Paramount Resources Ltd. ("Paramount") (TSX:POU) is pleased to
announce that its wholly-owned subsidiary Cavalier Energy Inc.
("Cavalier") has received an updated independent evaluation of the
Grand Rapids formation in its 100 percent owned in-situ oil sands
leases in the Hoole area of Alberta (the "Hoole Lands").
The evaluation ascribed 93 million barrels of probable reserves
with a net present value (discounted at 10 percent) of $379 million
to Cavalier's initial 10,000 barrel per day in-situ SAGD oil sands
development covering approximately two sections of the Hoole Lands
(the "Hoole Project").
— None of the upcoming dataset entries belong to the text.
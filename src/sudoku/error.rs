#![warn(clippy::all, clippy::pedantic, clippy::nursery, clippy::cargo)]
//! Error taxonomy for board construction and loading.
//!
//! Only problems with the *givens* are errors. An exhausted search (a
//! puzzle with no completion) is a normal outcome reported through
//! [`SearchSummary`](crate::sudoku::solver::SearchSummary), never through
//! this type, and cancellation is a control signal.

use crate::sudoku::cell::CellRef;
use std::error::Error;
use std::fmt;

/// Everything that can go wrong before the search starts.
#[derive(Debug, Clone, Copy, PartialEq, Eq)]
pub enum SudokuError {
    /// A given value conflicts with an earlier given in the same row,
    /// column or block. Fatal to loading: parsing halts at the offending
    /// cell and no search is attempted.
    BoardInconsistent {
        /// The cell the conflicting value was destined for.
        cell: CellRef,
        /// The value that failed the constraint check.
        symbol: usize,
    },

    /// The requested grid size has no integer square root, so no block
    /// structure exists. Fails at construction, before any parsing.
    MalformedSize {
        /// The rejected size.
        size: usize,
    },

    /// The token stream ended before all `N * N` cells were filled.
    TruncatedInput {
        /// Cells the board needed.
        expected: usize,
        /// Cells the stream provided.
        found: usize,
    },
}

impl fmt::Display for SudokuError {
    fn fmt(&self, f: &mut fmt::Formatter<'_>) -> fmt::Result {
        match self {
            Self::BoardInconsistent { cell, symbol } => {
                write!(f, "invalid board: symbol {symbol} conflicts at {cell}")
            }
            Self::MalformedSize { size } => {
                write!(f, "invalid size {size}: not a perfect square")
            }
            Self::TruncatedInput { expected, found } => {
                write!(
                    f,
                    "input ended early: expected {expected} cells, found {found}"
                )
            }
        }
    }
}

impl Error for SudokuError {}
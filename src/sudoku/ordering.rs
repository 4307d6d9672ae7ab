#![warn(clippy::all, clippy::pedantic, clippy::nursery, clippy::cargo)]
//! Search-order heuristics for the unsolved cell list.

use crate::sudoku::board::Board;
use crate::sudoku::cell::CellRef;

/// Orders the unsolved list once, before the search starts.
///
/// The order encodes search priority: the solver always branches on the
/// front cell. Correctness does not depend on the order, only the shape
/// of the search tree (and the order solutions are enumerated in) does.
pub trait CellOrdering {
    /// Reorders `unsolved` in place against the freshly loaded `board`.
    fn order(&mut self, board: &Board, unsolved: &mut [CellRef]);
}

/// Leaves cells exactly as the loader produced them (row-major).
#[derive(Debug, Clone, Copy, Default, PartialEq, Eq)]
pub struct InsertionOrder;

impl CellOrdering for InsertionOrder {
    fn order(&mut self, _board: &Board, _unsolved: &mut [CellRef]) {}
}

/// Fewest legal symbols first; ties keep row-major order (stable sort).
///
/// Counts are taken once against the loaded givens, not re-evaluated as
/// the search fills cells.
#[derive(Debug, Clone, Copy, Default, PartialEq, Eq)]
pub struct LeastCandidates;

impl CellOrdering for LeastCandidates {
    fn order(&mut self, board: &Board, unsolved: &mut [CellRef]) {
        unsolved.sort_by_key(|&cell| board.candidate_count(cell));
    }
}

/// Uniformly random order.
#[derive(Debug, Clone, Default)]
pub struct RandomOrder(fastrand::Rng);

impl RandomOrder {
    /// A seeded ordering, for reproducible runs.
    #[must_use]
    pub fn with_seed(seed: u64) -> Self {
        Self(fastrand::Rng::with_seed(seed))
    }
}

impl CellOrdering for RandomOrder {
    fn order(&mut self, _board: &Board, unsolved: &mut [CellRef]) {
        self.0.shuffle(unsolved);
    }
}
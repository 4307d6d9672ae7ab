use criterion::{Criterion, criterion_group, criterion_main};
use std::hint::black_box;
use std::time::Duration;
use sudoku_solver::sudoku::loader::{LoadedBoard, load_str};
use sudoku_solver::sudoku::ordering::{CellOrdering, InsertionOrder, LeastCandidates, RandomOrder};
use sudoku_solver::sudoku::reporter::NullReporter;
use sudoku_solver::sudoku::solver::{Solver, SolverOptions};

const CLASSIC: &str = "\
    530070000\
    600195000\
    098000060\
    800060003\
    400803001\
    700020006\
    060000280\
    000419005\
    000080079";

fn solve_first(loaded: &LoadedBoard, ordering: &mut dyn CellOrdering) {
    let options = SolverOptions {
        max_solutions: Some(1),
        progress_interval: 0,
    };
    let mut solver = Solver::with_options(loaded.clone(), options);
    black_box(solver.solve(ordering, &mut NullReporter));
}

fn bench_orderings(c: &mut Criterion) {
    let loaded = load_str(CLASSIC, 9).unwrap();

    let mut group = c.benchmark_group("classic 9x9 - ordering");
    group.sample_size(100);
    group.measurement_time(Duration::from_secs(20));

    group.bench_function("Insertion", |b| {
        b.iter(|| solve_first(&loaded, &mut InsertionOrder));
    });

    group.bench_function("Least candidates", |b| {
        b.iter(|| solve_first(&loaded, &mut LeastCandidates));
    });

    group.bench_function("Random", |b| {
        b.iter(|| solve_first(&loaded, &mut RandomOrder::with_seed(7)));
    });

    group.finish();
}

fn bench_enumeration(c: &mut Criterion) {
    let empty = "-".repeat(16);
    let loaded = load_str(&empty, 4).unwrap();

    c.bench_function("empty 4x4 - enumerate all 288", |b| {
        b.iter(|| {
            let mut solver = Solver::with_options(
                loaded.clone(),
                SolverOptions {
                    max_solutions: None,
                    progress_interval: 0,
                },
            );
            black_box(solver.solve(&mut LeastCandidates, &mut NullReporter));
        });
    });
}

fn bench_sixteen(c: &mut Criterion) {
    // A valid 16x16 grid with a band of cells removed.
    let size = 16;
    let value_at = |row: usize, col: usize| (row * 4 + row / 4 + col) % size + 1;
    let mut text = String::new();
    for row in 0..size {
        for col in 0..size {
            if row < 2 {
                text.push_str("- ");
            } else {
                text.push_str(&format!("{} ", value_at(row, col)));
            }
        }
        text.push('\n');
    }
    let loaded = load_str(&text, size).unwrap();

    c.bench_function("16x16 - first solution", |b| {
        b.iter(|| solve_first(&loaded, &mut LeastCandidates));
    });
}

criterion_group!(benches, bench_orderings, bench_enumeration, bench_sixteen);

criterion_main!(benches);
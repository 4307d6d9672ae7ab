//! # sudoku-solver
//!
//! `sudoku-solver` is a command-line backtracking solver for N x N Sudoku
//! puzzles, where N is any perfect square (4, 9, 16, 25, ...). It tracks
//! row, column and block constraints incrementally as bitmasks, so each
//! candidate test during the search is a constant-time mask lookup.
//!
//! ## Features
//!
//! -   **Multiple Input Forms**:
//!     -   Puzzle files (`.sudoku`)
//!     -   Puzzles provided as plain text on the command line
//!     -   Whole directories of puzzle files
//! -   **Configurable Search Order**: branch on cells in input order, by
//!     fewest remaining candidates, or at random (optionally seeded).
//! -   **Enumeration**: stop at the first solution (default), at a given
//!     count, or enumerate every solution with `--all`.
//! -   **Verification**: each reported solution is re-checked against the
//!     row/column/block uniqueness rules.
//! -   **Statistics**: parse time, solve time, recursion depth, candidate
//!     checks, call counts, and memory usage.
//! -   **Memory Management**: uses `tikv-jemallocator` for allocation and
//!     memory usage reporting.
//!
//! ## Usage
//!
//! ```sh
//! sudoku-solver [GLOBAL_OPTIONS] [SUBCOMMAND]
//! ```
//!
//! ### Global Argument
//!
//! -   `path`: if provided without a subcommand, it's treated as a path to
//!     a puzzle file to solve.
//!
//! ### Subcommands
//!
//! 1.  **`solve`**: solve a puzzle file.
//!     ```sh
//!     sudoku-solver solve --path <puzzle_file> [OPTIONS]
//!     ```
//!
//! 2.  **`text`**: solve a puzzle given as plain text.
//!     ```sh
//!     sudoku-solver text --input "53--7----\n6--195---\n..." [OPTIONS]
//!     ```
//!
//! 3.  **`dir`**: solve every `.sudoku` file under a directory.
//!     ```sh
//!     sudoku-solver dir --path <directory> [OPTIONS]
//!     ```
//!
//! 4.  **`completions`**: generate shell completion scripts.
//!
//! ### Puzzle Format
//!
//! `#` starts a comment that runs to end of line. For grids of up to 9
//! symbols every character is a cell: `-` or `0` is an empty cell and the
//! digits `1..=9` are givens. Larger grids use whitespace-separated
//! tokens. Cells are read row by row.
//!
//! ## Example Invocations
//!
//! ```sh
//! # Solve a puzzle file, stopping at the first solution
//! sudoku-solver puzzle.sudoku
//!
//! # Enumerate every solution of an under-constrained grid
//! sudoku-solver solve --path open.sudoku --all
//!
//! # Solve a 16x16 puzzle branching on the most constrained cells
//! sudoku-solver solve --path big.sudoku --size 16 --ordering least-candidates
//!
//! # Solve a puzzle from text input
//! sudoku-solver text --input "12-4 -41- 2--1 41-3" --size 4
//! ```

use clap::{Args, CommandFactory, Parser, Subcommand, ValueEnum};
use std::path::PathBuf;
use std::time::Duration;
use sudoku_solver::sudoku::board::{Board, Solution};
use sudoku_solver::sudoku::loader::load_str;
use sudoku_solver::sudoku::ordering::{CellOrdering, InsertionOrder, LeastCandidates, RandomOrder};
use sudoku_solver::sudoku::reporter::Reporter;
use sudoku_solver::sudoku::solver::{
    DEFAULT_PROGRESS_INTERVAL, SearchStats, SearchSummary, Solver, SolverOptions, Termination,
};
use tikv_jemalloc_ctl::{epoch, stats};

/// Global allocator using `tikv-jemallocator` for potentially better
/// performance and memory usage tracking.
#[global_allocator]
static GLOBAL: tikv_jemallocator::Jemalloc = tikv_jemallocator::Jemalloc;

/// Defines the command-line interface for the solver application.
///
/// Uses `clap` for parsing arguments.
#[derive(Parser, Debug)]
#[command(name = "sudoku-solver", version, about = "A backtracking Sudoku solver")]
struct Cli {
    /// An optional global path argument. If provided without a subcommand,
    /// it's treated as the path to a puzzle file to solve.
    #[arg(global = true)]
    path: Option<PathBuf>,

    /// Specifies the subcommand to execute (e.g. `solve`, `text`, `dir`).
    #[clap(subcommand)]
    command: Option<Commands>,

    /// Common options applicable to all commands.
    #[command(flatten)]
    common: CommonOptions,
}

/// Enumerates the available subcommands for the solver.
#[derive(Subcommand, Debug)]
enum Commands {
    /// Solve a puzzle file.
    Solve {
        /// Path to the puzzle file.
        #[arg(long)]
        path: PathBuf,

        /// Common options for this subcommand.
        #[command(flatten)]
        common: CommonOptions,
    },

    /// Solve a puzzle provided as plain text.
    Text {
        /// The puzzle as a string, cells in row-major order (e.g.
        /// "12-4 -41- 2--1 41-3" for a 4x4 grid).
        #[arg(short, long)]
        input: String,

        /// Common options for this subcommand.
        #[command(flatten)]
        common: CommonOptions,
    },

    /// Solve every `.sudoku` file under a directory.
    Dir {
        /// Path to the directory containing puzzle files.
        #[arg(long)]
        path: PathBuf,

        /// Common options for this subcommand.
        #[command(flatten)]
        common: CommonOptions,
    },

    /// Generate shell completion scripts.
    Completions {
        /// The shell to generate completions for.
        #[arg(long, value_enum)]
        shell: clap_complete::Shell,
    },
}

/// Selects the heuristic for the cell search order.
#[derive(ValueEnum, Debug, Default, Clone, Copy, PartialEq, Eq)]
enum OrderingChoice {
    /// Branch on cells in input (row-major) order.
    Insertion,
    /// Branch on the cells with the fewest legal symbols first.
    #[default]
    LeastCandidates,
    /// Branch on cells in a uniformly random order.
    Random,
}

/// Defines common command-line options shared across different subcommands.
#[derive(Args, Debug, Clone)]
struct CommonOptions {
    /// The grid size N (symbols per row); must be a perfect square.
    #[arg(short = 'n', long, default_value_t = 9)]
    size: usize,

    /// Enable debug output, providing more verbose logging during the
    /// solving process.
    #[arg(short, long, default_value_t = false)]
    debug: bool,

    /// Enable verification of each found solution against the row, column
    /// and block uniqueness rules.
    #[arg(short, long, default_value_t = true)]
    verify: bool,

    /// Enable printing of performance and problem statistics after solving.
    #[arg(short, long, default_value_t = true)]
    stats: bool,

    /// Enumerate every solution instead of stopping at the first.
    #[arg(short, long, default_value_t = false)]
    all: bool,

    /// Stop after this many solutions. Overrides `--all`.
    #[arg(long)]
    max_solutions: Option<usize>,

    /// The heuristic deciding which cells the search branches on first.
    #[arg(short, long, value_enum, default_value_t = OrderingChoice::LeastCandidates)]
    ordering: OrderingChoice,

    /// Seed for the random ordering, for reproducible runs.
    #[arg(long)]
    seed: Option<u64>,

    /// Recursive calls between progress reports; 0 disables them.
    #[arg(long, default_value_t = DEFAULT_PROGRESS_INTERVAL)]
    progress_interval: u64,
}

impl Default for CommonOptions {
    fn default() -> Self {
        Self {
            size: 9,
            debug: false,
            verify: true,
            stats: true,
            all: false,
            max_solutions: None,
            ordering: OrderingChoice::LeastCandidates,
            seed: None,
            progress_interval: DEFAULT_PROGRESS_INTERVAL,
        }
    }
}

impl CommonOptions {
    /// The solution cap implied by the flags: an explicit count wins,
    /// `--all` lifts the cap, and the default stops at the first.
    const fn solution_limit(&self) -> Option<usize> {
        match self.max_solutions {
            Some(limit) => Some(limit),
            None if self.all => None,
            None => Some(1),
        }
    }
}

/// Converts the ordering flags into the heuristic the solver branches with.
fn get_ordering(common: &CommonOptions) -> Box<dyn CellOrdering> {
    match common.ordering {
        OrderingChoice::Insertion => Box::new(InsertionOrder),
        OrderingChoice::LeastCandidates => Box::new(LeastCandidates),
        OrderingChoice::Random => match common.seed {
            Some(seed) => Box::new(RandomOrder::with_seed(seed)),
            None => Box::new(RandomOrder::default()),
        },
    }
}

/// Reporter that narrates the search on stdout: the parsed grid, periodic
/// progress lines on long searches, and each solution as it is found.
struct ConsoleReporter {
    debug: bool,
    solutions_seen: usize,
}

impl ConsoleReporter {
    const fn new(debug: bool) -> Self {
        Self {
            debug,
            solutions_seen: 0,
        }
    }
}

impl Reporter for ConsoleReporter {
    fn on_parsed(&mut self, board: &Board) {
        println!("Parsed Sudoku:\n{board}");
    }

    fn on_progress(&mut self, stats: &SearchStats, board: &Board) {
        print!("{}", progress_report(stats, board));
    }

    fn on_solution(&mut self, solution: &Solution) {
        self.solutions_seen += 1;
        println!("Solution {}:\n{solution}", self.solutions_seen);
    }

    fn on_done(&mut self, stats: &SearchStats) {
        if self.debug {
            println!("Done: {stats}");
        }
    }
}

/// Renders one progress tick: the counters followed by the partial board,
/// so long searches stay observable without waiting for completion.
fn progress_report(stats: &SearchStats, board: &Board) -> String {
    format!("Progress: {stats}\n{board}")
}

/// Main entry point of the solver application.
///
/// Parses command-line arguments, dispatches to the appropriate command
/// handler, and manages the overall execution flow.
fn main() {
    env_logger::init();

    let cli = Cli::parse();

    // Handle the case where a path is provided globally without a
    // subcommand. This defaults to solving a puzzle file.
    if let Some(path) = cli.path.clone() {
        if cli.command.is_none() {
            if let Err(e) = solve_path(&path, &cli.common) {
                eprintln!("{e}");
                std::process::exit(1);
            }
            return;
        }
    }

    let result = match cli.command {
        Some(Commands::Solve { path, common }) => solve_path(&path, &common),
        Some(Commands::Text { input, common }) => solve_text(&input, None, &common),
        Some(Commands::Dir { path, common }) => solve_dir(&path, &common),
        Some(Commands::Completions { shell }) => {
            let mut cmd = Cli::command();
            let name = cmd.get_name().to_string();
            clap_complete::generate(shell, &mut cmd, name, &mut std::io::stdout());
            Ok(())
        }
        None => {
            // Reached only when no subcommand and no global path were given.
            eprintln!("No command provided. Use --help for more information.");
            std::process::exit(1);
        }
    };

    if let Err(e) = result {
        eprintln!("{e}");
        std::process::exit(1);
    }
}

/// Solves a puzzle file.
///
/// # Errors
///
/// If the file doesn't exist, cannot be read, or fails to parse.
fn solve_path(path: &PathBuf, common: &CommonOptions) -> Result<(), String> {
    if !path.exists() {
        return Err(format!("Puzzle file does not exist: {}", path.display()));
    }

    if !path.is_file() {
        return Err(format!("Provided path is not a file: {}", path.display()));
    }

    let input = std::fs::read_to_string(path)
        .map_err(|e| format!("Unable to read {}: {e}", path.display()))?;

    solve_text(&input, Some(path), common)
}
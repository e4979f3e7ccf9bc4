//! Startup command that blocks until the database is ready.
//!
//! Intended to run ahead of the application proper, under an external
//! supervisor. With the default unbounded retry policy the process never
//! fails on its own; it exits 0 once a probe succeeds. A bounded policy
//! (config or `--max-attempts`) exits nonzero on exhaustion.

use std::path::PathBuf;

use clap::Parser;

use db_gate::config::loader::{self, ConfigError};
use db_gate::config::validation::validate_config;
use db_gate::gate::{ReadinessGate, TokioDelay};
use db_gate::observability::logging;
use db_gate::probe::postgres::PostgresProbe;

#[derive(Parser)]
#[command(name = "db-gate")]
#[command(about = "Block until the configured database accepts connections", long_about = None)]
struct Cli {
    /// Path to the TOML configuration file. Falls back to DATABASE_URL.
    #[arg(short, long)]
    config: Option<PathBuf>,

    /// Logical connection to probe (overrides the configured target).
    #[arg(long)]
    connection: Option<String>,

    /// Give up after this many attempts (overrides the configured policy).
    #[arg(long)]
    max_attempts: Option<u32>,
}

#[tokio::main]
async fn main() -> Result<(), Box<dyn std::error::Error>> {
    let cli = Cli::parse();

    let mut config = match &cli.config {
        Some(path) => loader::load_config(path)?,
        None => loader::config_from_env()
            .ok_or("no --config given and DATABASE_URL is not set")?,
    };

    if let Some(connection) = cli.connection {
        config.gate.connection = connection;
    }
    if let Some(max_attempts) = cli.max_attempts {
        config.gate.max_attempts = Some(max_attempts);
    }
    validate_config(&config).map_err(ConfigError::Validation)?;

    logging::init(&config.observability);

    tracing::info!(
        connection = %config.gate.connection,
        interval_ms = config.gate.interval_ms,
        max_attempts = ?config.gate.max_attempts,
        "Configuration loaded"
    );

    let probe = PostgresProbe::new(config.connections.clone());
    let gate = ReadinessGate::new(probe, TokioDelay, &config.gate);
    gate.wait().await?;

    Ok(())
}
Over and above the aforementioned reserves,
the evaluation ascribed 719 million barrels of economic contingent
resources (best estimate) with a net present value (discounted at
10 percent) of $1.949 billion to the remaining approximate 54
sections of Cavalier's Hoole Lands (the "Remaining Hoole Lands").
"The new estimates further emphasize that the Hoole Lands are a
significant asset and the recognition of reserves is an important
milestone for Cavalier," stated William Roach, President and Chief
Executive Officer of Cavalier.
The updated estimates and reclassification of Hoole Project
volumes from economic contingent resources to probable reserves
follows Cavalier's November 2012 regulatory applications to the
Energy Resources Conservation Board and Alberta Environment and
Sustainable Resource Development.
Subject to receipt of regulatory approvals, the Hoole Project
schedule currently anticipates first steam in 2015 and the first
full year of production in 2016. It is expected that the Hoole
Lands could support a project of over 80,000 barrels per day by
2022.
"This is another positive step forward for Paramount and the
Cavalier team," said Jim Riddell, President and Chief Operating
Officer of Paramount.
Results of the updated evaluation of the Hoole Lands conducted
by McDaniel & Associates Consultants Ltd. ("McDaniel"),
effective as of December 31, 2012, are summarized below.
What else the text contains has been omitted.